Cómo dormir mejor: 8 consejos para superar despertares nocturnos

ADN
Despertar en medio de la noche con ansiedad es una experiencia común que puede afectar el descanso y la salud. Expertos comparten estrategias prácticas y efectivas para ayudar a conciliar el sueño de manera rápida tras estos episodios nocturnos.
Tl;dr
- La ansiedad nocturna afecta al 80 % de personas.
- Rutinas sencillas ayudan a calmar la mente antes de dormir.
- Adoptar hábitos saludables mejora la calidad del sueño.
La ansiedad nocturna, un mal común
No son pocos quienes, al cerrar los ojos por la noche, ven cómo sus pensamientos cobran vida y dificultan el descanso. Según datos de Anxiety UK, cerca del 80 % de las personas experimentan inquietudes nocturnas: asuntos pendientes, problemas personales o simplemente preocupaciones sobre el día siguiente. La psicóloga Carolyne Keenan apunta que preocuparse por estar preocupado puede convertirse en un círculo vicioso del que cuesta salir. Si se siente identificado con esta situación, no está solo: este fenómeno es notablemente universal.

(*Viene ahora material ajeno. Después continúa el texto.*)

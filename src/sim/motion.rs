//! Entity motion integration
//!
//! One integration step per tick. Under the field effect, affected entities
//! pick up the external acceleration before they move.

use glam::Vec2;

use super::state::{Difficulty, Entity, RoundConfig, SimEvent};
use crate::consts::{FIELD_EFFECT_GAIN, REACTION_THRESHOLD};
use crate::in_field;

/// Per-tick motion parameters
#[derive(Debug, Clone, Copy)]
pub struct MotionIntegrator {
    /// speed multiplier x difficulty factor
    step_scale: f32,
}

impl MotionIntegrator {
    pub fn new(config: &RoundConfig, difficulty: Difficulty) -> Self {
        Self {
            step_scale: config.speed_multiplier * difficulty.speed_factor(),
        }
    }

    /// Advance every entity one step and cull the ones that left the field.
    ///
    /// `acceleration` is only applied when `field_effect_active` and the
    /// entity is flagged affected.
    pub fn advance(
        &self,
        entities: &mut Vec<Entity>,
        field_effect_active: bool,
        acceleration: Vec2,
        events: &mut Vec<SimEvent>,
    ) {
        for entity in entities.iter_mut() {
            if field_effect_active && entity.affected {
                let old_vy = entity.vel.y;
                entity.vel += acceleration * FIELD_EFFECT_GAIN;

                if !entity.has_reacted && entity.vel.y > old_vy + REACTION_THRESHOLD {
                    entity.has_reacted = true;
                    events.push(SimEvent::EntityReacted { id: entity.id });
                }
            }
            entity.pos += entity.vel * self.step_scale;
        }

        entities.retain(|e| {
            let keep = in_field(e.pos);
            if !keep {
                events.push(SimEvent::EntityEscaped { id: e.id });
            }
            keep
        });
    }
}

#[cfg(test)]
mod tests {
    use super::*;
    use crate::sim::state::EntityKind;

    fn integrator(speed: f32, level: u8) -> MotionIntegrator {
        let config = RoundConfig {
            speed_multiplier: speed,
            ..Default::default()
        };
        MotionIntegrator::new(&config, Difficulty::new(level).unwrap())
    }

    fn entity(id: u32, pos: Vec2, vel: Vec2) -> Entity {
        Entity::new(id, EntityKind::Benign, pos, vel)
    }

    #[test]
    fn test_position_scaled_by_speed_and_difficulty() {
        // speed 2.0, difficulty 3 => factor 1.0 => step scale 2.0
        let m = integrator(2.0, 3);
        let mut es = vec![entity(1, Vec2::new(100.0, 100.0), Vec2::new(1.0, -0.5))];
        let mut events = Vec::new();
        m.advance(&mut es, false, Vec2::ZERO, &mut events);
        assert_eq!(es[0].pos, Vec2::new(102.0, 99.0));
        assert!(events.is_empty());
    }

    #[test]
    fn test_acceleration_ignored_without_field_effect() {
        let m = integrator(1.0, 3);
        let mut es = vec![entity(1, Vec2::new(100.0, 100.0), Vec2::ZERO)];
        es[0].affected = true;
        let mut events = Vec::new();
        m.advance(&mut es, false, Vec2::new(0.0, 5.0), &mut events);
        assert_eq!(es[0].vel, Vec2::ZERO);
    }

    #[test]
    fn test_acceleration_only_for_affected() {
        let m = integrator(1.0, 3);
        let mut es = vec![
            entity(1, Vec2::new(100.0, 100.0), Vec2::ZERO),
            entity(2, Vec2::new(200.0, 100.0), Vec2::ZERO),
        ];
        es[0].affected = true;
        let mut events = Vec::new();
        m.advance(&mut es, true, Vec2::new(0.5, 1.0), &mut events);
        assert_eq!(es[0].vel, Vec2::new(1.0, 2.0));
        assert_eq!(es[1].vel, Vec2::ZERO);
    }

    #[test]
    fn test_reaction_fires_once() {
        let m = integrator(1.0, 1);
        let mut es = vec![entity(7, Vec2::new(500.0, 100.0), Vec2::ZERO)];
        es[0].affected = true;
        let mut events = Vec::new();

        m.advance(&mut es, true, Vec2::new(0.0, 1.0), &mut events);
        assert_eq!(events, vec![SimEvent::EntityReacted { id: 7 }]);
        assert!(es[0].has_reacted);

        events.clear();
        m.advance(&mut es, true, Vec2::new(0.0, 1.0), &mut events);
        assert!(events.is_empty());
    }

    #[test]
    fn test_small_vertical_change_does_not_react() {
        let m = integrator(1.0, 1);
        let mut es = vec![entity(7, Vec2::new(500.0, 100.0), Vec2::ZERO)];
        es[0].affected = true;
        let mut events = Vec::new();
        // 0.4 * gain 2.0 = 0.8 vertical increase, below threshold
        m.advance(&mut es, true, Vec2::new(3.0, 0.4), &mut events);
        assert!(!es[0].has_reacted);
        assert!(events.is_empty());
    }

    #[test]
    fn test_entities_leaving_field_are_culled() {
        let m = integrator(1.0, 3);
        let mut es = vec![
            entity(1, Vec2::new(-49.0, 10.0), Vec2::new(-2.0, 0.0)),
            entity(2, Vec2::new(500.0, 500.0), Vec2::new(1.0, 1.0)),
            entity(3, Vec2::new(10.0, 999.0), Vec2::new(0.0, 2.0)),
        ];
        let mut events = Vec::new();
        m.advance(&mut es, false, Vec2::ZERO, &mut events);
        assert_eq!(es.len(), 1);
        assert_eq!(es[0].id, 2);
        assert_eq!(
            events,
            vec![SimEvent::EntityEscaped { id: 1 }, SimEvent::EntityEscaped { id: 3 }]
        );
    }
}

Por qué la mente no descansa de noche
Durante la jornada, el ajetreo nos mantiene ocupados y alejados de las preocupaciones más profundas. Sin embargo, al caer la noche y desaparecer las distracciones, la mente queda libre para procesar todo aquello que ha pospuesto durante el día. Como explica Keenan, la falta de ruido y movimiento permite que afloren los pensamientos pendientes. Además, el cansancio físico aumenta la vulnerabilidad emocional y el cortisol, la hormona del estrés, puede permanecer elevado si la jornada ha sido especialmente intensa. Todo esto dificulta que el cerebro logre desconectar.
Estrategias prácticas para calmarse antes de dormir
Expertos coinciden en que incorporar ciertos hábitos facilita un mejor descanso nocturno. Varios elementos explican esta decisión:
- Darse un «tiempo para preocuparse» cada noche escribiendo las ansiedades en un cuaderno, lo que ayuda a despejar la mente.
- Alejarse de pantallas antes de acostarse y utilizar un reloj tradicional en lugar del teléfono móvil.
- Realizar actividades tranquilizadoras como leer o doblar ropa para preparar al cuerpo para el sueño.
- Poner en práctica técnicas como la respiración «4-7-8», que consiste en inspirar cuatro segundos, mantener siete y exhalar ocho, favoreciendo así el sistema nervioso parasimpático.
Pequeños gestos, grandes cambios
Para quienes escribir no resulta natural, anotar pensamientos breves o frases reconfortantes («Todo irá bien») puede tener efectos similares. Otros recursos incluyen evocar recuerdos positivos o jugar con palabras para redirigir la atención mental. Igualmente relevante resulta cuidar durante el día aspectos como la alimentación equilibrada, el contacto social o pasar tiempo al aire libre; estos factores contribuyen a regular mejor el sueño cuando cae la noche. A veces basta con pequeñas modificaciones en nuestra rutina para convertir noches agitadas en momentos de verdadera tranquilidad.